How about a new oven? General Electric is here.
Do you watch WNBC news? GE owns it.
Do you need a reliable aircraft? General Electric creates the most efficient aircraft engines.
General Electric owns so much junk (it’s not really “junk,” but I think you catch my drift). For one, they own NBC, and most of the networks attachments. They also own Universal pictures and their recreational park. Here are a few things I didn’t know, and probably most people don’t know, they own:
àGE Aircraft Engines
àGE Commercial Finance
àGE Consumer Products
àGE Industrial Systems
àGE Insurance
àGE Medical Systems
àGE Plastics
àGE Transportations System
àOxygen (literally because it’s an NBC Universal Television Studio, and metaphorically because they own so much that it makes this point funny)
“It is critical that consumers of media in democratic societies understand the origin of information and the process by which it is mediated, particularly when they are being deceived” (Dowie, 4). In the book “Toxic Sludge is Good for You,” Mark Dowie, author of the Introduction of the book, describes in a short informative essay, the roll of a Public Relations consultant. Obviously, his viewpoint is against Public Relations, therefore he creates a bias perspective for the reader. Some of his writing, like the quote above, can be expanded on, and related to all media; most importantly it can be related to General Electric.

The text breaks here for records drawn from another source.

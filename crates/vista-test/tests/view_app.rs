//! A small view-driven app exercised through the test client.

use http::header::CONTENT_TYPE;
use http::{HeaderValue, StatusCode};
use std::net::SocketAddr;
use vista_middleware::stages::{RequestIdMiddleware, REQUEST_ID_HEADER};
use vista_middleware::Pipeline;
use vista_test::TestClient;
use vista_view::{keys, StashExt, Value, ViewMiddleware};

const TEMPLATES: &str = concat!(env!("CARGO_MANIFEST_DIR"), "/../vista-view/tests/templates");

fn app() -> Pipeline {
    let view = ViewMiddleware::builder()
        .template_dir(TEMPLATES)
        .default_template("test.tmpl")
        .build();

    Pipeline::builder()
        .stage(RequestIdMiddleware::trust_incoming())
        .stage(view)
        .handler(|ctx, writer, req| {
            Box::pin(async move {
                match req.uri().path() {
                    "/hello" => {
                        let name = req.uri().query().unwrap_or("nobody").to_string();
                        if let Some(stash) = ctx.stash_mut() {
                            stash.insert(keys::TEMPLATE, "hello.tmpl");
                            stash.insert("Name", name);
                        }
                    }
                    "/whoami" => {
                        if let Some(stash) = ctx.stash_mut() {
                            stash.insert(keys::TEMPLATE, "req.tmpl");
                        }
                    }
                    "/gone" => {
                        if let Some(stash) = ctx.stash_mut() {
                            stash.insert(keys::TEMPLATE, "hello.tmpl");
                            stash.insert(keys::STATUS, Value::from(410));
                            stash.insert("Name", "ghost");
                        }
                    }
                    "/api" => {
                        writer
                            .headers_mut()
                            .insert(CONTENT_TYPE, HeaderValue::from_static("application/json"));
                        writer.write_header(StatusCode::OK);
                        let _ = writer.write_all(br#"{"ok":true}"#);
                    }
                    "/missing" => {
                        if let Some(stash) = ctx.stash_mut() {
                            stash.insert(keys::TEMPLATE, "oink.tmpl");
                        }
                    }
                    _ => {}
                }
            })
        })
        .build()
}

#[tokio::test]
async fn default_page() {
    let client = TestClient::new(app());
    let response = client.get("/").send().await.unwrap();

    response
        .assert_status(200)
        .assert_header("content-type", "text/html; charset=utf-8")
        .assert_body("Test template");
    assert!(response.header(REQUEST_ID_HEADER).is_some());
}

#[tokio::test]
async fn page_from_stash() {
    let client = TestClient::new(app());
    client
        .get("/hello?Ada")
        .send()
        .await
        .unwrap()
        .assert_status(200)
        .assert_body("Hello, Ada!");
}

#[tokio::test]
async fn request_details_in_template() {
    let addr: SocketAddr = "203.0.113.9:5150".parse().unwrap();
    let client = TestClient::new(app()).with_remote_addr(addr);

    client
        .post("/whoami")
        .send()
        .await
        .unwrap()
        .assert_status(200)
        .assert_body("POST /whoami from 203.0.113.9:5150");
}

#[tokio::test]
async fn status_override() {
    let client = TestClient::new(app());
    client
        .get("/gone")
        .send()
        .await
        .unwrap()
        .assert_status(410)
        .assert_header("content-type", "text/html; charset=utf-8")
        .assert_body("Hello, ghost!");
}

#[tokio::test]
async fn handler_response_is_left_alone() {
    let client = TestClient::new(app());
    let response = client.get("/api").send().await.unwrap();

    response
        .assert_status(200)
        .assert_header("content-type", "application/json")
        .assert_body(r#"{"ok":true}"#);
    let json: serde_json::Value = response.json().unwrap();
    assert_eq!(json["ok"], true);
}

#[tokio::test]
async fn missing_template_is_server_error() {
    let client = TestClient::new(app());
    client
        .get("/missing")
        .send()
        .await
        .unwrap()
        .assert_status(500)
        .assert_header("content-type", "text/plain; charset=utf-8")
        .assert_body_contains("oink.tmpl");
}

#[tokio::test]
async fn incoming_request_id_is_echoed() {
    let id = "0190b3c1-7d52-7cc0-8000-000000000001";
    let client = TestClient::new(app()).with_default_header(REQUEST_ID_HEADER, id);

    client
        .get("/")
        .send()
        .await
        .unwrap()
        .assert_header(REQUEST_ID_HEADER, id);
}

#[tokio::test]
async fn invalid_header_fails_before_sending() {
    let client = TestClient::new(app());
    let result = client.get("/").header("bad header", "x").send().await;
    assert!(result.is_err());
}
//! Reserved stash keys.
//!
//! These keys form the contract between handlers and the view renderer. A
//! value of the wrong type under any of them is ignored.

/// The request being served, as a [`RequestInfo`](crate::RequestInfo) map.
///
/// Injected by the renderer before the handler runs.
pub const REQUEST: &str = "_req";

/// A function table that overrides or augments the default one.
///
/// Accepts a [`FuncMap`](crate::FuncMap) or any string-keyed map value.
pub const FUNCS: &str = "_funcs";

/// Name of the template file to render, relative to the template directory.
pub const TEMPLATE: &str = "_template";

/// Integer status code to send with the rendered page.
pub const STATUS: &str = "_status";

/// Name of the template to execute, when it differs from the template file.
pub const ENTRY: &str = "_entry";

/// Content type applied to rendered pages that have none.
pub const DEFAULT_CONTENT_TYPE: &str = "text/html; charset=utf-8";
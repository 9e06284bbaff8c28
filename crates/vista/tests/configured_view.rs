//! Views built from loaded configuration.

use bytes::Bytes;
use http::StatusCode;
use http_body_util::{BodyExt, Full};
use std::fs;
use vista::prelude::*;

fn request() -> Request {
    http::Request::builder()
        .uri("/")
        .body(Full::new(Bytes::new()))
        .unwrap()
}

async fn body_text(response: Response) -> String {
    let bytes = response.into_body().collect().await.unwrap().to_bytes();
    String::from_utf8(bytes.to_vec()).unwrap()
}

#[tokio::test]
async fn view_from_toml_settings() {
    let root = tempfile::tempdir().unwrap();
    let pages = root.path().join("pages");
    let partials = root.path().join("partials");
    fs::create_dir_all(&pages).unwrap();
    fs::create_dir_all(&partials).unwrap();
    fs::write(pages.join("home.html"), "{% include \"nav.html\" %}{{ Name }}").unwrap();
    fs::write(partials.join("nav.html"), "[nav] ").unwrap();

    let toml = format!(
        "[view]\ntemplate_dir = {:?}\ndefault_template = \"home.html\"\ninclude_paths = [{:?}]\n",
        pages.display().to_string(),
        partials.display().to_string(),
    );
    let config = ConfigLoader::new()
        .with_string(&toml, "toml")
        .unwrap()
        .load()
        .unwrap();

    let pipeline = Pipeline::builder()
        .stage(ViewMiddleware::from_settings(&config.view))
        .handler(|ctx, _writer, _req| {
            Box::pin(async move {
                if let Some(stash) = ctx.stash_mut() {
                    stash.insert("Name", "world");
                }
            })
        })
        .build();

    let response = pipeline.handle(request()).await;
    assert_eq!(response.status(), StatusCode::OK);
    assert_eq!(body_text(response).await, "[nav] world");
}

#[tokio::test]
async fn strict_undefined_from_development_preset() {
    let root = tempfile::tempdir().unwrap();
    fs::write(root.path().join("page.html"), "{{ nothing }}").unwrap();

    let mut config = VistaConfig::development();
    config.view.template_dir = root.path().to_path_buf();
    config.view.default_template = "page.html".to_string();

    let pipeline = Pipeline::builder()
        .stage(ViewMiddleware::from_settings(&config.view))
        .build();

    let response = pipeline.handle(request()).await;
    assert_eq!(response.status(), StatusCode::INTERNAL_SERVER_ERROR);
}

#[test]
fn telemetry_config_from_settings() {
    let config = VistaConfig::production();
    let telemetry = config.telemetry_config();
    assert!(telemetry.logging.json_format);
    assert!(telemetry.metrics.enabled);
}
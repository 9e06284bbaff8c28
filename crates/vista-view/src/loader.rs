//! Template set loading.
//!
//! Every render builds a fresh [`Environment`] from disk, so template edits
//! show up on the next request.

use crate::error::{ViewError, ViewResult};
use crate::funcs::FuncMap;
use minijinja::{AutoEscape, Environment, UndefinedBehavior};
use std::fs;
use std::path::{Component, Path, PathBuf};

/// Options that apply to every loaded template set.
#[derive(Debug, Clone, Copy, Default)]
pub(crate) struct LoadOptions {
    /// Fail on any use of an undefined value.
    pub strict_undefined: bool,
}

/// Loads `name` from `root` plus every file directly inside each include
/// path, and registers `funcs` as globals.
///
/// The page is registered under `name`; include files under their file
/// name. Files are added in order, so an include file with the same name
/// as the page replaces it.
pub(crate) fn load_templates(
    root: &Path,
    name: &str,
    include_paths: &[PathBuf],
    funcs: &FuncMap,
    options: LoadOptions,
) -> ViewResult<Environment<'static>> {
    let mut env = Environment::new();
    env.set_auto_escape_callback(|_| AutoEscape::Html);
    if options.strict_undefined {
        env.set_undefined_behavior(UndefinedBehavior::Strict);
    }

    let path = root.join(checked_name(name)?);
    add_file(&mut env, name.to_string(), &path)?;

    for dir in include_paths {
        add_include_dir(&mut env, dir)?;
    }

    for (func_name, func) in funcs {
        env.add_global(func_name.clone(), func.clone());
    }

    Ok(env)
}

/// Rejects names that would resolve outside the template root.
fn checked_name(name: &str) -> ViewResult<&Path> {
    let path = Path::new(name);
    let escapes = path
        .components()
        .any(|c| matches!(c, Component::RootDir | Component::Prefix(_) | Component::ParentDir));
    if escapes {
        return Err(ViewError::InvalidTemplateName {
            name: name.to_string(),
        });
    }
    Ok(path)
}

fn add_file(env: &mut Environment<'static>, name: String, path: &Path) -> ViewResult<()> {
    let source = fs::read_to_string(path).map_err(|source| ViewError::Read {
        path: path.display().to_string(),
        source,
    })?;
    env.add_template_owned(name, source)
        .map_err(|source| ViewError::Parse {
            path: path.display().to_string(),
            source,
        })
}

fn add_include_dir(env: &mut Environment<'static>, dir: &Path) -> ViewResult<()> {
    let read_err = |source| ViewError::Read {
        path: dir.display().to_string(),
        source,
    };

    let mut files = Vec::new();
    for entry in fs::read_dir(dir).map_err(read_err)? {
        let entry = entry.map_err(read_err)?;
        if entry.file_type().map_err(read_err)?.is_file() {
            files.push(entry.path());
        }
    }
    if files.is_empty() {
        return Err(ViewError::EmptyInclude {
            path: dir.display().to_string(),
        });
    }
    files.sort();

    for path in files {
        let Some(file_name) = path.file_name() else {
            continue;
        };
        let name = file_name.to_string_lossy().into_owned();
        add_file(env, name, &path).map_err(|err| ViewError::Include {
            path: dir.display().to_string(),
            source: Box::new(err),
        })?;
    }

    tracing::trace!(include = %dir.display(), "Loaded include path");
    Ok(())
}
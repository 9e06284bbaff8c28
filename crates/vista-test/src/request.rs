//! Test request building.

use crate::error::TestError;
use bytes::Bytes;
use http::{header, HeaderMap, HeaderName, HeaderValue, Method, Uri};
use http_body_util::Full;
use serde::Serialize;
use std::net::SocketAddr;
use vista_core::RemoteAddr;
use vista_middleware::Request;

/// A fully built test request.
#[derive(Debug)]
pub struct TestRequest {
    /// HTTP method.
    pub method: Method,
    /// Request URI.
    pub uri: Uri,
    /// Request headers.
    pub headers: HeaderMap,
    /// Request body.
    pub body: Bytes,
    /// Peer address attached as a [`RemoteAddr`] extension.
    pub remote_addr: Option<SocketAddr>,
}

impl TestRequest {
    /// Starts a GET request.
    pub fn get(uri: impl AsRef<str>) -> TestRequestBuilder {
        TestRequestBuilder::new(Method::GET, uri)
    }

    /// Starts a POST request.
    pub fn post(uri: impl AsRef<str>) -> TestRequestBuilder {
        TestRequestBuilder::new(Method::POST, uri)
    }

    /// Starts a PUT request.
    pub fn put(uri: impl AsRef<str>) -> TestRequestBuilder {
        TestRequestBuilder::new(Method::PUT, uri)
    }

    /// Starts a DELETE request.
    pub fn delete(uri: impl AsRef<str>) -> TestRequestBuilder {
        TestRequestBuilder::new(Method::DELETE, uri)
    }

    /// Converts this into a pipeline request.
    pub fn into_http_request(self) -> Request {
        let mut request = http::Request::new(Full::new(self.body));
        *request.method_mut() = self.method;
        *request.uri_mut() = self.uri;
        *request.headers_mut() = self.headers;
        if let Some(addr) = self.remote_addr {
            request.extensions_mut().insert(RemoteAddr(addr));
        }
        request
    }
}

/// Builder for constructing test requests.
///
/// Invalid headers or bodies are reported by [`build`](Self::build) rather
/// than at the call that supplied them.
#[derive(Debug)]
#[must_use]
pub struct TestRequestBuilder {
    method: Method,
    uri: String,
    headers: HeaderMap,
    body: Bytes,
    remote_addr: Option<SocketAddr>,
    error: Option<TestError>,
}

impl TestRequestBuilder {
    /// Creates a new request builder.
    pub fn new(method: Method, uri: impl AsRef<str>) -> Self {
        Self {
            method,
            uri: uri.as_ref().to_string(),
            headers: HeaderMap::new(),
            body: Bytes::new(),
            remote_addr: None,
            error: None,
        }
    }

    /// Appends a header. Repeated names keep every value.
    pub fn header(mut self, name: impl AsRef<str>, value: impl AsRef<str>) -> Self {
        if self.error.is_some() {
            return self;
        }
        let name = name.as_ref();
        match (
            HeaderName::try_from(name),
            HeaderValue::try_from(value.as_ref()),
        ) {
            (Ok(name), Ok(value)) => {
                self.headers.append(name, value);
            }
            _ => self.error = Some(TestError::InvalidHeader(name.to_string())),
        }
        self
    }

    /// Sets the Content-Type header.
    pub fn content_type(mut self, content_type: impl AsRef<str>) -> Self {
        self.headers.remove(header::CONTENT_TYPE);
        self.header(header::CONTENT_TYPE.as_str(), content_type)
    }

    /// Sets the raw request body.
    pub fn body(mut self, body: impl Into<Bytes>) -> Self {
        self.body = body.into();
        self
    }

    /// Sets the body as JSON and the Content-Type to `application/json`.
    pub fn json<T: Serialize>(mut self, value: &T) -> Self {
        match serde_json::to_vec(value) {
            Ok(bytes) => self.body = Bytes::from(bytes),
            Err(err) => {
                self.error.get_or_insert(TestError::Json(err));
            }
        }
        self.content_type("application/json")
    }

    /// Sets the peer address the request appears to come from.
    pub fn remote_addr(mut self, addr: SocketAddr) -> Self {
        self.remote_addr = Some(addr);
        self
    }

    /// Builds the test request.
    ///
    /// # Errors
    ///
    /// Returns the first header or body error, or `RequestBuild` if the URI
    /// does not parse.
    pub fn build(self) -> Result<TestRequest, TestError> {
        if let Some(err) = self.error {
            return Err(err);
        }
        let uri: Uri = self
            .uri
            .parse()
            .map_err(|e| TestError::RequestBuild(format!("invalid URI {:?}: {e}", self.uri)))?;

        Ok(TestRequest {
            method: self.method,
            uri,
            headers: self.headers,
            body: self.body,
            remote_addr: self.remote_addr,
        })
    }
}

Every product and industry that General Electric owns will, obviously, promote General Electric. Obviously, that is the motive of every major company; but how do you feel about General Electric owning both television and aircraft engines. Would you feel safe knowing that the company that makes your microwave ovens is the same company that equips the airplanes you fly in? I hope to God that they don’t use the same technology for their airplanes, as they do for their microwave ovens.
It’s very frightening, but let’s take a look at a scenario: Let’s say you are flying in an airplane, which is owned by GE. During the flight, you get served a sandwich for lunch. At the same time you start to eat your sandwich, the plane lands, and you accidentally swallow a piece of the plastic wrap it came in; plastic made by GE. You don’t realize that you’ve swallowed plastic though, so you get off the plane and try to find a taxi to go home. While waiting for a taxi, you burp up the plastic and start choking. A taxi man comes to your rescue, and drives you, in his GE car, to the hospital. While at the hospital, the doctors use GE medical equipment to get the plastic you’re choking on.
In this scenario alone, you have encountered GE four times.
That’s what GE owns.
Stauber, John, and Sheldon Rampton. Toxic Sludge is Good for You! Lies, damn lies and the public relations industry. Monroe: Common Courage, 1995. Print.
"Who Owns What ." Columbia Journalism Review. Web. 18 Nov. 2009.